Il pubblico non è mai completamente passivo, ma la contrario sottopone i contenuti di cui fruisce a
molteplici processi di interpretazione, rielaborazione e mediazione, tramite le proprie reti di conoscenza
interpersonali. Sostenere un puro e semplice effetto di sostituzione della realtà appare dunque
anacronistico, se non vengono coinvolte altre variabili. La stessa funzione non può essere descritta in
termini solamente quantitativi ma è necessario interrogarsi sulle modalità qualitative di questa fruizione e
sui rapporti tra fruizione del mezzo televisivo e consumo di altri mezzi di comunicazione. Rimane il
problema metodologico di imputare una direzione causale precisa: si sostiene che la televisione provoca
nelle persone una maggiore ansia, ma si può sostenere che sono le persone già ansiose a guardare più a
lungo la tv.
L’AGENDA SETTING
Essa è un’ipotesi, perché costituisce in realtà una parola chiave che unisce molteplici programmi di ricerca e
prospettive teoriche di diversa ispirazione. L’agenda setting ipotizza sì effetti potenti, ma con un
orientamento più aperto e meno deterministico.
Il punto di partenza è costituito dalla constatazione del crescente divario che separa la realtà vissuta in
prima persona dalla realtà di cui si viene a conoscenza attraverso i media. Per i cittadini delle società
occidentali una quota crescente di patrimonio cognitivo non proviene più da esperienze condotte in prima
persona, bensì dalle rappresentazioni offerte dai mezzi di comunicazione di massa.
L’effetto agenda setting si attua su due punti: in primo luogo, i media dicono alla gente quali sono i temi, gli
argomenti, i problemi veramente importanti e di cui bisogna occuparsi; in secondo luogo, i media
impongono un ordine di priorità, che rispecchia il grado di importanza assunto da ogni tema sia con la sua
collocazione all’interno delle diverse impaginazioni, sia con il tempo o lo spazio a esso dedicato, sia con la
costanza con cui viene trattato in un certo arco di tempo.

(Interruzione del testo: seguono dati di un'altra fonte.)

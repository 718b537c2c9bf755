//! HTTP plumbing for the Meeting Notes backend.
//!
//! Wraps every REST endpoint the client talks to behind a typed `ApiClient`
//! and classifies failures into credential rejections and ordinary request
//! failures carrying the server's `detail` text.

pub mod client;
pub mod error;
pub mod input;
pub mod wire;

pub use client::ApiClient;
pub use error::ApiError;
pub use input::{MeetingInput, MeetingSource};
pub use wire::{AskRequest, AskResponse, MemoryCount, TokenResponse};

Con la parola “ agenda” si intende, quindi, semplicemente l’elenco degli argomenti degni di ricevere
l’attenzione.
L’effetto di agenda setting ( o impostazione dell’agenda) consiste nel fatto che l’agenda dei modelli finisce,
dopo un certo periodo di tempo, per riflettersi fedelmente nell’agenda del pubblico.

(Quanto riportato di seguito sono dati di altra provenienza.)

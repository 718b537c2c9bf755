//! Session manager owning the bearer credential and current identity.
//!
//! State transitions:
//! - Initializing -> Authenticated (persisted credential accepted by `/api/auth/me`)
//! - Initializing -> Anonymous (no persisted credential, or it was rejected)
//! - Anonymous -> Authenticated (login)
//! - any -> Anonymous (logout, invalidation)
//!
//! Every change of the held credential bumps a generation counter and is
//! published on a watch channel so dependents can drop state tied to the old
//! credential and abandon work in flight.

use std::fmt;
use std::sync::{Arc, Mutex};

use tokio::sync::watch;

use minutes_api::ApiClient;
use minutes_core::User;

use crate::error::SessionError;
use crate::store::CredentialStore;

const LOGIN_FAILED: &str = "Login failed";
const REGISTRATION_FAILED: &str = "Registration failed";

/// Lifecycle status of the session.
#[derive(Debug, Clone, Copy, PartialEq, Eq, Hash)]
pub enum SessionStatus {
    /// Startup: a persisted credential may be under validation.
    Initializing,
    /// A validated credential and its identity are held.
    Authenticated,
    /// No usable credential.
    Anonymous,
}

impl fmt::Display for SessionStatus {
    fn fmt(&self, f: &mut fmt::Formatter<'_>) -> fmt::Result {
        match self {
            SessionStatus::Initializing => write!(f, "Initializing"),
            SessionStatus::Authenticated => write!(f, "Authenticated"),
            SessionStatus::Anonymous => write!(f, "Anonymous"),
        }
    }
}

/// Read-only view of the session published to observers.
///
/// Never carries the credential itself.
#[derive(Debug, Clone, PartialEq, Eq)]
pub struct SessionSnapshot {
    pub status: SessionStatus,
    pub identity: Option<User>,
    /// Incremented on every change of the held credential.
    pub generation: u64,
}

/// Internal state. Identity exists only alongside a validated credential.
#[derive(Debug, Clone)]
enum SessionState {
    Initializing { credential: Option<String> },
    Authenticated { credential: String, identity: User },
    Anonymous,
}

impl SessionState {
    fn status(&self) -> SessionStatus {
        match self {
            SessionState::Initializing { .. } => SessionStatus::Initializing,
            SessionState::Authenticated { .. } => SessionStatus::Authenticated,
            SessionState::Anonymous => SessionStatus::Anonymous,
        }
    }

    fn credential(&self) -> Option<&str> {
        match self {
            SessionState::Initializing { credential } => credential.as_deref(),
            SessionState::Authenticated { credential, .. } => Some(credential),
            SessionState::Anonymous => None,
        }
    }

    fn identity(&self) -> Option<&User> {
        match self {
            SessionState::Authenticated { identity, .. } => Some(identity),
            _ => None,
        }
    }
}

struct Inner {
    state: SessionState,
    generation: u64,
}

impl Inner {
    fn snapshot(&self) -> SessionSnapshot {
        SessionSnapshot {
            status: self.state.status(),
            identity: self.state.identity().cloned(),
            generation: self.generation,
        }
    }

    /// Replace the state, bumping the generation if the credential changed.
    fn replace(&mut self, next: SessionState) {
        let credential_changed = self.state.credential() != next.credential();
        tracing::debug!("Session state: {} -> {}", self.state.status(), next.status());
        self.state = next;
        if credential_changed {
            self.generation += 1;
        }
    }
}

/// Owns the credential lifecycle. The credential store's sole writer.
pub struct SessionManager {
    api: ApiClient,
    store: Arc<dyn CredentialStore>,
    inner: Mutex<Inner>,
    updates: watch::Sender<SessionSnapshot>,
}

impl fmt::Debug for SessionManager {
    fn fmt(&self, f: &mut fmt::Formatter<'_>) -> fmt::Result {
        f.debug_struct("SessionManager")
            .field("base_url", &self.api.base_url())
            .field("snapshot", &self.snapshot())
            .finish()
    }
}

impl SessionManager {
    /// Create a manager in the `Initializing` state. Call
    /// [`initialize`](Self::initialize) before use.
    pub fn new(api: ApiClient, store: Arc<dyn CredentialStore>) -> Self {
        let inner = Inner {
            state: SessionState::Initializing { credential: None },
            generation: 0,
        };
        let (updates, _) = watch::channel(inner.snapshot());
        Self {
            api,
            store,
            inner: Mutex::new(inner),
            updates,
        }
    }

    /// The API client this session authenticates against.
    pub fn api(&self) -> &ApiClient {
        &self.api
    }

    // -- Reads --

    pub fn snapshot(&self) -> SessionSnapshot {
        self.lock().snapshot()
    }

    pub fn status(&self) -> SessionStatus {
        self.lock().state.status()
    }

    pub fn identity(&self) -> Option<User> {
        self.lock().state.identity().cloned()
    }

    pub fn is_authenticated(&self) -> bool {
        self.status() == SessionStatus::Authenticated
    }

    /// The credential to attach to protected requests.
    ///
    /// Only a validated credential is handed out; a persisted one still under
    /// validation is not.
    pub fn credential(&self) -> Option<String> {
        match &self.lock().state {
            SessionState::Authenticated { credential, .. } => Some(credential.clone()),
            _ => None,
        }
    }

    pub fn generation(&self) -> u64 {
        self.lock().generation
    }

    /// Watch session changes. The receiver starts at the current snapshot.
    pub fn subscribe(&self) -> watch::Receiver<SessionSnapshot> {
        self.updates.subscribe()
    }

    // -- Operations --

    /// Restore the session from the persisted credential.
    ///
    /// Without a persisted credential the session becomes anonymous with no
    /// network call. A credential the backend does not accept, or a failed
    /// check, is discarded silently: this never returns an error.
    pub async fn initialize(&self) {
        let persisted = match self.store.load() {
            Ok(credential) => credential,
            Err(e) => {
                tracing::warn!(error = %e, "Failed to read persisted credential");
                None
            }
        };

        let Some(credential) = persisted else {
            self.commit(SessionState::Anonymous);
            tracing::info!("No persisted credential; session is anonymous");
            return;
        };

        let generation = self.commit(SessionState::Initializing {
            credential: Some(credential.clone()),
        });

        match self.api.current_user(&credential).await {
            Ok(identity) => {
                let user_id = identity.id;
                let next = SessionState::Authenticated {
                    credential,
                    identity,
                };
                if self.commit_if(generation, next) {
                    tracing::info!(user_id, "Session restored from persisted credential");
                } else {
                    tracing::debug!("Session changed during validation; result discarded");
                }
            }
            Err(e) => {
                tracing::warn!(error = %e, "Persisted credential not accepted; signing out");
                self.end_session(Some(generation));
            }
        }
    }

    /// Authenticate with email and password.
    ///
    /// On success the credential is persisted and the session becomes
    /// authenticated. On failure the state is left untouched and the error
    /// carries the message to display.
    pub async fn login(&self, email: &str, password: &str) -> Result<User, SessionError> {
        let token = self.api.login(email, password).await.map_err(|e| {
            tracing::warn!(error = %e, "Login rejected");
            SessionError::RequestFailed(e.detail_or(LOGIN_FAILED))
        })?;

        let identity = self
            .api
            .current_user(&token.access_token)
            .await
            .map_err(|e| {
                tracing::warn!(error = %e, "Identity lookup after login failed");
                SessionError::RequestFailed(LOGIN_FAILED.to_string())
            })?;

        self.store.save(&token.access_token)?;
        let user_id = identity.id;
        self.commit(SessionState::Authenticated {
            credential: token.access_token,
            identity: identity.clone(),
        });
        tracing::info!(user_id, "Session authenticated");
        Ok(identity)
    }

    /// Create an account. Does not log in; call [`login`](Self::login) next.
    pub async fn register(&self, email: &str, password: &str) -> Result<User, SessionError> {
        let user = self.api.register(email, password).await.map_err(|e| {
            tracing::warn!(error = %e, "Registration rejected");
            SessionError::RequestFailed(e.detail_or(REGISTRATION_FAILED))
        })?;
        tracing::info!(user_id = user.id, "Account registered");
        Ok(user)
    }

    /// Discard the credential and identity. Never fails.
    pub fn logout(&self) {
        self.end_session(None);
        tracing::info!("Logged out");
    }

    /// Discard a credential the backend rejected. Same end-state as `logout`.
    pub fn invalidate(&self) {
        tracing::warn!("Credential rejected by server; session invalidated");
        self.end_session(None);
    }

    // -- Private helpers --

    fn lock(&self) -> std::sync::MutexGuard<'_, Inner> {
        self.inner.lock().expect("session mutex poisoned")
    }

    /// Apply `next` unconditionally; returns the resulting generation.
    fn commit(&self, next: SessionState) -> u64 {
        let snapshot = {
            let mut inner = self.lock();
            inner.replace(next);
            inner.snapshot()
        };
        let generation = snapshot.generation;
        self.updates.send_replace(snapshot);
        generation
    }

    /// Apply `next` only if nothing changed the credential since `generation`.
    fn commit_if(&self, generation: u64, next: SessionState) -> bool {
        let snapshot = {
            let mut inner = self.lock();
            if inner.generation != generation {
                return false;
            }
            inner.replace(next);
            inner.snapshot()
        };
        self.updates.send_replace(snapshot);
        true
    }

    /// Clear the persisted credential and move to `Anonymous`.
    ///
    /// With `if_generation`, does nothing when the credential has changed since.
    fn end_session(&self, if_generation: Option<u64>) {
        let snapshot = {
            let mut inner = self.lock();
            if if_generation.is_some_and(|g| g != inner.generation) {
                return;
            }
            if let Err(e) = self.store.clear() {
                tracing::warn!(error = %e, "Failed to remove persisted credential");
            }
            inner.replace(SessionState::Anonymous);
            inner.snapshot()
        };
        self.updates.send_replace(snapshot);
    }
}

In questo caso l’effetto non riguarda il merito di ciò che la gente è indotta a pensare in seguito all’azione
dei media, ma “solo” il fatto che su alcuni argomenti sia indotta a pensare qualcosa, mentre altri argomenti
non vengono nemmeno presi in considerazione.
Se è vero che la stampa “può non riuscire per la maggior parte del tempo nel dire alla gente cosa pensare,
essa è sorprendentemente in grado di dire ai propri lettori intorno a quali temi pensare qualcosa.
Sono state condotte numerose ricerche sull’ampiezza del periodo di tempo necessario ( time lag) affinchè
determinati argomenti nell’agenda dei media si riflettono in quella del pubblico. Altre ricerche hanno avuto
come obiettivo la misurazione del differente potere di agenda da parte dei diversi media, scoprendo che la
stampa sembra avere un potere maggiore della televisione.
L’effetto di agenda è massimo su quegli argomenti sui quali il pubblico non ha alcuna possibilità di farsi
un’esperienza in prima persona.
L’avvento dei nuovi media contribuisce a mutare il quadro della situazione: la possibilità di accesso a media
in qualche modo alternativi sottrae ai media tradizionali una buona fetta di potere agenda.